> _The problem_
Reproduce all the data verbatim.
┌────────
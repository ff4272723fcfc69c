//! Translation of provider events into connector notifications.

use crate::normalize::{account_count, first_account};
use crate::provider::{EventHandler, InjectedProvider, ProviderEventKind, SharedProvider};
use connector_types::{ChainId, ConnectorEventSink, ConnectorUpdate};
use serde_json::Value;
use std::sync::atomic::{AtomicBool, Ordering};
use std::sync::{Arc, Mutex, MutexGuard, PoisonError, Weak};
use tracing::{debug, warn};

type Sink = Arc<dyn ConnectorEventSink<SharedProvider>>;

/// Handlers registered on one provider.
///
/// The handler set is built when the bridge first attaches to a provider and
/// is the set removed from that provider on detach. `live` gates delivery,
/// so handlers a provider cannot remove stay muted once detached.
struct Attachment {
	provider: Weak<dyn InjectedProvider>,
	handlers: Vec<(ProviderEventKind, EventHandler)>,
	live: Arc<AtomicBool>,
}

impl Attachment {
	fn new(provider: &SharedProvider, sink: &Sink) -> Self {
		let weak = Arc::downgrade(provider);
		let live = Arc::new(AtomicBool::new(false));
		let handlers = ProviderEventKind::ALL
			.iter()
			.map(|kind| {
				let handler = build_handler(*kind, weak.clone(), sink.clone(), live.clone());
				(*kind, handler)
			})
			.collect();

		Self {
			provider: weak,
			handlers,
			live,
		}
	}

	fn is_on(&self, provider: &SharedProvider) -> bool {
		Weak::as_ptr(&self.provider) as *const () == Arc::as_ptr(provider) as *const ()
	}

	fn is_live(&self) -> bool {
		self.live.load(Ordering::SeqCst)
	}

	/// Mutes the handlers and removes them from the provider when possible.
	///
	/// Returns whether the handlers are no longer registered anywhere.
	fn detach(&self) -> bool {
		self.live.store(false, Ordering::SeqCst);

		let Some(provider) = self.provider.upgrade() else {
			debug!("provider gone, nothing to unsubscribe from");
			return true;
		};

		match provider.listener_removal() {
			Some(removal) => {
				for (kind, handler) in &self.handlers {
					removal.remove_listener(*kind, handler);
				}
				debug!("unsubscribed from provider events");
				true
			}
			None => {
				debug!("provider does not support listener removal");
				false
			}
		}
	}
}

/// Subscribes to provider events and republishes them as updates and
/// deactivations.
///
/// The bridge remembers the provider its handlers are registered on. Moving
/// to another provider detaches from the previous one first, and re-arming
/// the same provider reuses handlers it still holds. Events arriving while
/// the bridge is unsubscribed are dropped.
pub struct EventBridge {
	sink: Sink,
	attachment: Mutex<Option<Attachment>>,
}

impl EventBridge {
	pub fn new(sink: Sink) -> Self {
		Self {
			sink,
			attachment: Mutex::new(None),
		}
	}

	pub fn is_subscribed(&self) -> bool {
		self.attachment().as_ref().is_some_and(Attachment::is_live)
	}

	/// Whether the bridge's handlers are registered on `provider`.
	pub fn is_attached_to(&self, provider: &SharedProvider) -> bool {
		self.attachment()
			.as_ref()
			.is_some_and(|attachment| attachment.is_on(provider))
	}

	/// Handler currently registered for `kind`.
	pub fn handler(&self, kind: ProviderEventKind) -> Option<EventHandler> {
		self.attachment().as_ref().and_then(|attachment| {
			attachment
				.handlers
				.iter()
				.find(|(registered, _)| *registered == kind)
				.map(|(_, handler)| handler.clone())
		})
	}

	/// Registers all handlers when the provider supports subscriptions.
	///
	/// Returns whether the bridge is subscribed afterwards. Subscribing twice
	/// to the same provider does not register duplicates.
	pub fn subscribe(&self, provider: &SharedProvider) -> bool {
		let mut attachment = self.attachment();

		if let Some(current) = attachment.as_ref() {
			if current.is_on(provider) {
				if current.live.swap(true, Ordering::SeqCst) {
					debug!("event bridge already subscribed");
				} else {
					debug!("resuming handlers still registered on provider");
				}
				return true;
			}
			debug!("provider changed, moving event subscriptions");
			current.detach();
			*attachment = None;
		}

		let Some(events) = provider.events() else {
			debug!("provider does not support event subscriptions");
			return false;
		};

		let fresh = Attachment::new(provider, &self.sink);
		for (kind, handler) in &fresh.handlers {
			events.on(*kind, handler.clone());
		}
		fresh.live.store(true, Ordering::SeqCst);
		*attachment = Some(fresh);
		debug!("subscribed to provider events");
		true
	}

	/// Removes all handlers from the provider they were registered on.
	/// Idempotent; tolerates a vanished provider and a provider without
	/// listener removal.
	pub fn unsubscribe(&self) {
		let mut attachment = self.attachment();
		let Some(current) = attachment.as_ref() else {
			return;
		};
		if !current.is_live() {
			return;
		}

		if current.detach() {
			*attachment = None;
		}
	}

	fn attachment(&self) -> MutexGuard<'_, Option<Attachment>> {
		self.attachment.lock().unwrap_or_else(PoisonError::into_inner)
	}
}

fn build_handler(
	kind: ProviderEventKind,
	provider: Weak<dyn InjectedProvider>,
	sink: Sink,
	live: Arc<AtomicBool>,
) -> EventHandler {
	EventHandler::new(move |payload: &Value| {
		if !live.load(Ordering::SeqCst) {
			debug!(event = %kind, "dropping event received while unsubscribed");
			return;
		}

		debug!(event = %kind, %payload, "provider event");
		match kind {
			ProviderEventKind::ChainChanged | ProviderEventKind::NetworkChanged => {
				let Some(chain_id) = ChainId::from_value(payload) else {
					warn!(event = %kind, %payload, "ignoring event without a chain id");
					return;
				};
				let mut update = ConnectorUpdate::new().with_chain_id(chain_id);
				update.provider = provider.upgrade();
				sink.emit_update(update);
			}
			ProviderEventKind::AccountsChanged => match first_account(payload) {
				Some(account) => sink.emit_update(ConnectorUpdate::new().with_account(account)),
				None if account_count(payload) == Some(0) => sink.emit_deactivate(),
				None => warn!(event = %kind, %payload, "ignoring malformed account list"),
			},
			ProviderEventKind::Close => sink.emit_deactivate(),
		}
	})
}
└────────
> _Exercise solution_
repository ff4272723fcfc69c
//! Translation of provider events into connector notifications.

use crate::normalize::{account_count, first_account};
use crate::provider::{EventHandler, InjectedProvider, ProviderEventKind, SharedProvider};
use connector_types::{ChainId, ConnectorEventSink, ConnectorUpdate};
use serde_json::Value;
use std::sync::atomic::{AtomicBool, Ordering};
use std::sync::{Arc, Mutex, MutexGuard, PoisonError, Weak};
use tracing::{debug, warn};

type Sink = Arc<dyn ConnectorEventSink<SharedProvider>>;

/// Handlers registered on one provider.
///
/// The handler set is built when the bridge first attaches to a provider and
/// is the set removed from that provider on detach. `live` gates delivery,
/// so handlers a provider cannot remove stay muted once detached.
struct Attachment {
	provider: Weak<dyn InjectedProvider>,
	handlers: Vec<(ProviderEventKind, EventHandler)>,
	live: Arc<AtomicBool>,
}

impl Attachment {
	fn new(provider: &SharedProvider, sink: &Sink) -> Self {
		let weak = Arc::downgrade(provider);
		let live = Arc::new(AtomicBool::new(false));
		let handlers = ProviderEventKind::ALL
			.iter()
			.map(|kind| {
				let handler = build_handler(*kind, weak.clone(), sink.clone(), live.clone());
				(*kind, handler)
			})
			.collect();

		Self {
			provider: weak,
			handlers,
			live,
		}
	}

	fn is_on(&self, provider: &SharedProvider) -> bool {
		Weak::as_ptr(&self.provider) as *const () == Arc::as_ptr(provider) as *const ()
	}

	fn is_live(&self) -> bool {
		self.live.load(Ordering::SeqCst)
	}

	/// Mutes the handlers and removes them from the provider when possible.
	///
	/// Returns whether the handlers are no longer registered anywhere.
	fn detach(&self) -> bool {
		self.live.store(false, Ordering::SeqCst);

		let Some(provider) = self.provider.upgrade() else {
			debug!("provider gone, nothing to unsubscribe from");
			return true;
		};

		match provider.listener_removal() {
			Some(removal) => {
				for (kind, handler) in &self.handlers {
					removal.remove_listener(*kind, handler);
				}
				debug!("unsubscribed from provider events");
				true
			}
			None => {
				debug!("provider does not support listener removal");
				false
			}
		}
	}
}

/// Subscribes to provider events and republishes them as updates and
/// deactivations.
///
/// The bridge remembers the provider its handlers are registered on. Moving
/// to another provider detaches from the previous one first, and re-arming
/// the same provider reuses handlers it still holds. Events arriving while
/// the bridge is unsubscribed are dropped.
pub struct EventBridge {
	sink: Sink,
	attachment: Mutex<Option<Attachment>>,
}

impl EventBridge {
	pub fn new(sink: Sink) -> Self {
		Self {
			sink,
			attachment: Mutex::new(None),
		}
	}

	pub fn is_subscribed(&self) -> bool {
		self.attachment().as_ref().is_some_and(Attachment::is_live)
	}

	/// Whether the bridge's handlers are registered on `provider`.
	pub fn is_attached_to(&self, provider: &SharedProvider) -> bool {
		self.attachment()
			.as_ref()
			.is_some_and(|attachment| attachment.is_on(provider))
	}

	/// Handler currently registered for `kind`.
	pub fn handler(&self, kind: ProviderEventKind) -> Option<EventHandler> {
		self.attachment().as_ref().and_then(|attachment| {
			attachment
				.handlers
				.iter()
				.find(|(registered, _)| *registered == kind)
				.map(|(_, handler)| handler.clone())
		})
	}

	/// Registers all handlers when the provider supports subscriptions.
	///
	/// Returns whether the bridge is subscribed afterwards. Subscribing twice
	/// to the same provider does not register duplicates.
	pub fn subscribe(&self, provider: &SharedProvider) -> bool {
		let mut attachment = self.attachment();

		if let Some(current) = attachment.as_ref() {
			if current.is_on(provider) {
				if current.live.swap(true, Ordering::SeqCst) {
					debug!("event bridge already subscribed");
				} else {
					debug!("resuming handlers still registered on provider");
				}
				return true;
			}
			debug!("provider changed, moving event subscriptions");
			current.detach();
			*attachment = None;
		}

		let Some(events) = provider.events() else {
			debug!("provider does not support event subscriptions");
			return false;
		};

		let fresh = Attachment::new(provider, &self.sink);
		for (kind, handler) in &fresh.handlers {
			events.on(*kind, handler.clone());
		}
		fresh.live.store(true, Ordering::SeqCst);
		*attachment = Some(fresh);
		debug!("subscribed to provider events");
		true
	}

	/// Removes all handlers from the provider they were registered on.
	/// Idempotent; tolerates a vanished provider and a provider without
	/// listener removal.
	pub fn unsubscribe(&self) {
		let mut attachment = self.attachment();
		let Some(current) = attachment.as_ref() else {
			return;
		};
		if !current.is_live() {
			return;
		}

		if current.detach() {
			*attachment = None;
		}
	}

	fn attachment(&self) -> MutexGuard<'_, Option<Attachment>> {
		self.attachment.lock().unwrap_or_else(PoisonError::into_inner)
	}
}

fn build_handler(
	kind: ProviderEventKind,
	provider: Weak<dyn InjectedProvider>,
	sink: Sink,
	live: Arc<AtomicBool>,
) -> EventHandler {
	EventHandler::new(move |payload: &Value| {
		if !live.load(Ordering::SeqCst) {
			debug!(event = %kind, "dropping event received while unsubscribed");
			return;
		}

		debug!(event = %kind, %payload, "provider event");
		match kind {
			ProviderEventKind::ChainChanged | ProviderEventKind::NetworkChanged => {
				let Some(chain_id) = ChainId::from_value(payload) else {
					warn!(event = %kind, %payload, "ignoring event without a chain id");
					return;
				};
				let mut update = ConnectorUpdate::new().with_chain_id(chain_id);
				update.provider = provider.upgrade();
				sink.emit_update(update);
			}
			ProviderEventKind::AccountsChanged => match first_account(payload) {
				Some(account) => sink.emit_update(ConnectorUpdate::new().with_account(account)),
				None if account_count(payload) == Some(0) => sink.emit_deactivate(),
				None => warn!(event = %kind, %payload, "ignoring malformed account list"),
			},
			ProviderEventKind::Close => sink.emit_deactivate(),
		}
	})
}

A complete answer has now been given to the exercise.